Provided records —
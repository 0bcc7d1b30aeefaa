use crate::{
    asset::{FacadeAsset, FacadeAssetLoader},
    config::FacadeConfig,
    systems::{FacadeChecked, FacadeSettings, check_loaded_facades, generate_facade},
};
use bevy::prelude::*;

/// This plugin writes the script facade for every type registered with
/// `#[reflect(ScriptBinding)]` when the [`App`] starts.
///
/// ```rust,ignore
///  App::new()
///    .add_plugins(DefaultPlugins)
///    .add_plugins(FacadePlugin::new(FacadeConfig::new("assets/scripts")))
///    .register_type::<CameraComponent>()
///    // etc
/// ```
///
/// When [`AssetPlugin`] is present, `*.facade.json` manifests can be loaded as
/// [`FacadeAsset`]s and are checked against the generated facade.
#[derive(Default)]
pub struct FacadePlugin {
    settings: FacadeSettings,
}

impl FacadePlugin {
    pub fn new(config: FacadeConfig) -> Self {
        Self {
            settings: FacadeSettings {
                config,
                catalog_version: None,
            },
        }
    }

    pub fn with_catalog_version(mut self, version: impl Into<String>) -> Self {
        self.settings.catalog_version = Some(version.into());
        self
    }
}

impl Plugin for FacadePlugin {
    fn build(&self, app: &mut App) {
        app.insert_resource(self.settings.clone())
            .add_systems(Startup, generate_facade);

        if app.is_plugin_added::<AssetPlugin>() {
            app.init_asset::<FacadeAsset>()
                .register_asset_loader(FacadeAssetLoader)
                .add_event::<FacadeChecked>()
                .add_systems(Update, check_loaded_facades);
        } else {
            warn!(
                "FacadePlugin was added without AssetPlugin; \
                facade manifests can't be loaded as assets."
            );
        }
    }
}
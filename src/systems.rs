use bevy::{prelude::*, reflect::TypeRegistry};

use crate::{
    artifact::{Artifact, generate_artifact},
    asset::FacadeAsset,
    config::FacadeConfig,
    error::Result,
    reflect::RegistryIndex,
};

/// Generator settings used by [`FacadePlugin`](crate::plugin::FacadePlugin).
#[derive(Resource, Clone, Debug, Default)]
pub struct FacadeSettings {
    pub config: FacadeConfig,
    pub catalog_version: Option<String>,
}

/// Fingerprint of the facade generated for the running engine.
#[derive(Resource, Clone, Debug, Deref)]
pub struct CatalogFingerprint(pub String);

/// Outcome of checking a loaded facade manifest against the running engine.
#[derive(Event, Clone, Debug, PartialEq, Eq)]
pub enum FacadeChecked {
    Accepted(AssetId<FacadeAsset>),
    Rejected {
        id: AssetId<FacadeAsset>,
        reason: String,
    },
}

/// Scans `registry`, generates the facade and writes it to disk.
pub fn write_registry_facade(registry: &TypeRegistry, settings: &FacadeSettings) -> Result<Artifact> {
    let index = RegistryIndex::scan(registry)?;

    let mut catalog = index.catalog().clone();
    catalog.version = settings.catalog_version.clone();

    let artifact = generate_artifact(&catalog, &index, &settings.config)?;
    artifact.write()?;
    Ok(artifact)
}

pub(crate) fn generate_facade(
    registry: Res<AppTypeRegistry>,
    settings: Res<FacadeSettings>,
    mut commands: Commands,
) {
    let registry = registry.read();

    match write_registry_facade(&registry, &settings) {
        Ok(artifact) => {
            info!(
                "Generated script facade \"{}\"",
                artifact.barrel_path().display()
            );
            commands.insert_resource(CatalogFingerprint(artifact.fingerprint().to_string()));
        }
        Err(err) => error!("Failed to generate script facade:\n{}", err),
    }
}

pub(crate) fn check_loaded_facades(
    mut events: EventReader<AssetEvent<FacadeAsset>>,
    assets: Res<Assets<FacadeAsset>>,
    fingerprint: Option<Res<CatalogFingerprint>>,
    mut checked: EventWriter<FacadeChecked>,
) {
    for event in events.read() {
        match event {
            AssetEvent::LoadedWithDependencies { id } | AssetEvent::Modified { id } => {
                let Some(asset) = assets.get(*id) else {
                    continue;
                };

                let Some(fingerprint) = fingerprint.as_deref() else {
                    warn!("Loaded a script facade before one was generated; skipping stale check");
                    continue;
                };

                match asset.resolved.ensure_current(fingerprint) {
                    Ok(()) => {
                        info!(
                            "Loaded script facade with {} exports",
                            asset.resolved.len()
                        );
                        checked.write(FacadeChecked::Accepted(*id));
                    }
                    Err(err) => {
                        error!("Rejected script facade:\n{}", err);
                        checked.write(FacadeChecked::Rejected {
                            id: *id,
                            reason: err.to_string(),
                        });
                    }
                }
            }
            _ => {}
        }
    }
}
//! Bridge between Bevy's type registry and the facade catalog.
//!
//! Engine types opt into the facade by implementing [`ScriptBinding`] and
//! registering the matching type data:
//!
//! ```rust,ignore
//! #[derive(Component, Reflect)]
//! #[reflect(Component, ScriptBinding)]
//! pub struct CameraComponent;
//!
//! impl ScriptBinding for CameraComponent {
//!     const CATEGORY: Category = Category::Component;
//!     const MODULE: &'static str = "./wd/AllComponents";
//! }
//! ```

use std::collections::BTreeMap;

use bevy::{
    log::debug,
    reflect::{FromType, TypeRegistration, TypeRegistry},
};

use crate::{
    catalog::{Catalog, CatalogEntry, Category},
    error::{FacadeError, Result},
    source::{SourceIndex, TypeIdentity},
};

/// Describes how a reflected engine type is exposed to scripts.
pub trait ScriptBinding {
    const CATEGORY: Category;
    /// Script module the type lives in, e.g. `"TypeScript/wd/Vec2"`.
    const MODULE: &'static str;
    /// Public name, when it differs from the type's ident.
    const ALIAS: Option<&'static str> = None;
}

/// Type data stored for every type registered with `#[reflect(ScriptBinding)]`.
#[derive(Clone, Debug, PartialEq, Eq)]
pub struct ReflectScriptBinding {
    pub category: Category,
    pub module: &'static str,
    pub alias: Option<&'static str>,
}

impl<T: ScriptBinding> FromType<T> for ReflectScriptBinding {
    fn from_type() -> Self {
        Self {
            category: T::CATEGORY,
            module: T::MODULE,
            alias: T::ALIAS,
        }
    }
}

fn ident(registration: &TypeRegistration) -> &'static str {
    let info = registration.type_info();
    info.type_path_table()
        .ident()
        .unwrap_or_else(|| info.type_path_table().short_path())
}

/// Snapshot of the scriptable types in a [`TypeRegistry`].
///
/// Holds both the catalog (what should be exported) and the source index
/// (what the engine can provide), so the two always agree.
#[derive(Clone, Debug, Default)]
pub struct RegistryIndex {
    catalog: Catalog,
    sources: BTreeMap<(String, String), &'static str>,
}

impl RegistryIndex {
    /// Collects every registration carrying [`ReflectScriptBinding`].
    ///
    /// Entries are ordered by Rust type path so the catalog does not depend on
    /// registration order. Two Rust types claiming the same script name in the
    /// same module are rejected.
    pub fn scan(registry: &TypeRegistry) -> Result<Self> {
        let mut bound: Vec<(&'static str, &'static str, &ReflectScriptBinding)> = registry
            .iter()
            .filter_map(|registration| {
                registration.data::<ReflectScriptBinding>().map(|binding| {
                    (
                        registration.type_info().type_path(),
                        ident(registration),
                        binding,
                    )
                })
            })
            .collect();
        bound.sort_by_key(|(type_path, ..)| *type_path);

        let mut index = Self::default();
        for (type_path, name, binding) in bound {
            let key = (binding.module.to_string(), name.to_string());
            if let Some(first_type) = index.sources.get(&key) {
                return Err(FacadeError::AmbiguousSource {
                    module: key.0,
                    name: key.1,
                    first_type: first_type.to_string(),
                    second_type: type_path.to_string(),
                });
            }

            debug!("Binding {} as {} in \"{}\"", type_path, name, binding.module);
            index.catalog.push(
                CatalogEntry::new(binding.module, name, binding.alias.unwrap_or(name))
                    .in_category(binding.category),
            );
            index.sources.insert(key, type_path);
        }

        Ok(index)
    }

    pub fn catalog(&self) -> &Catalog {
        &self.catalog
    }

    /// The Rust type behind a script `(module, name)` pair.
    pub fn type_path(&self, module: &str, name: &str) -> Option<&'static str> {
        self.sources
            .get(&(module.to_string(), name.to_string()))
            .copied()
    }
}

impl SourceIndex for RegistryIndex {
    fn resolve(&self, module: &str, name: &str) -> Option<TypeIdentity> {
        self.type_path(module, name)
            .map(|_| TypeIdentity::new(module, name))
    }
}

What the task asks — With the first line being the one containing "for event in" and the last line the one containing "const MODULE: &'static str;", transcribe exactly the lines above that fall in that range.

Solution for this problem —
    for event in events.read() {
        match event {
            AssetEvent::LoadedWithDependencies { id } | AssetEvent::Modified { id } => {
                let Some(asset) = assets.get(*id) else {
                    continue;
                };

                let Some(fingerprint) = fingerprint.as_deref() else {
                    warn!("Loaded a script facade before one was generated; skipping stale check");
                    continue;
                };

                match asset.resolved.ensure_current(fingerprint) {
                    Ok(()) => {
                        info!(
                            "Loaded script facade with {} exports",
                            asset.resolved.len()
                        );
                        checked.write(FacadeChecked::Accepted(*id));
                    }
                    Err(err) => {
                        error!("Rejected script facade:\n{}", err);
                        checked.write(FacadeChecked::Rejected {
                            id: *id,
                            reason: err.to_string(),
                        });
                    }
                }
            }
            _ => {}
        }
    }
}
//! Bridge between Bevy's type registry and the facade catalog.
//!
//! Engine types opt into the facade by implementing [`ScriptBinding`] and
//! registering the matching type data:
//!
//! ```rust,ignore
//! #[derive(Component, Reflect)]
//! #[reflect(Component, ScriptBinding)]
//! pub struct CameraComponent;
//!
//! impl ScriptBinding for CameraComponent {
//!     const CATEGORY: Category = Category::Component;
//!     const MODULE: &'static str = "./wd/AllComponents";
//! }
//! ```

use std::collections::BTreeMap;

use bevy::{
    log::debug,
    reflect::{FromType, TypeRegistration, TypeRegistry},
};

use crate::{
    catalog::{Catalog, CatalogEntry, Category},
    error::{FacadeError, Result},
    source::{SourceIndex, TypeIdentity},
};

/// Describes how a reflected engine type is exposed to scripts.
pub trait ScriptBinding {
    const CATEGORY: Category;
    /// Script module the type lives in, e.g. `"TypeScript/wd/Vec2"`.
    const MODULE: &'static str;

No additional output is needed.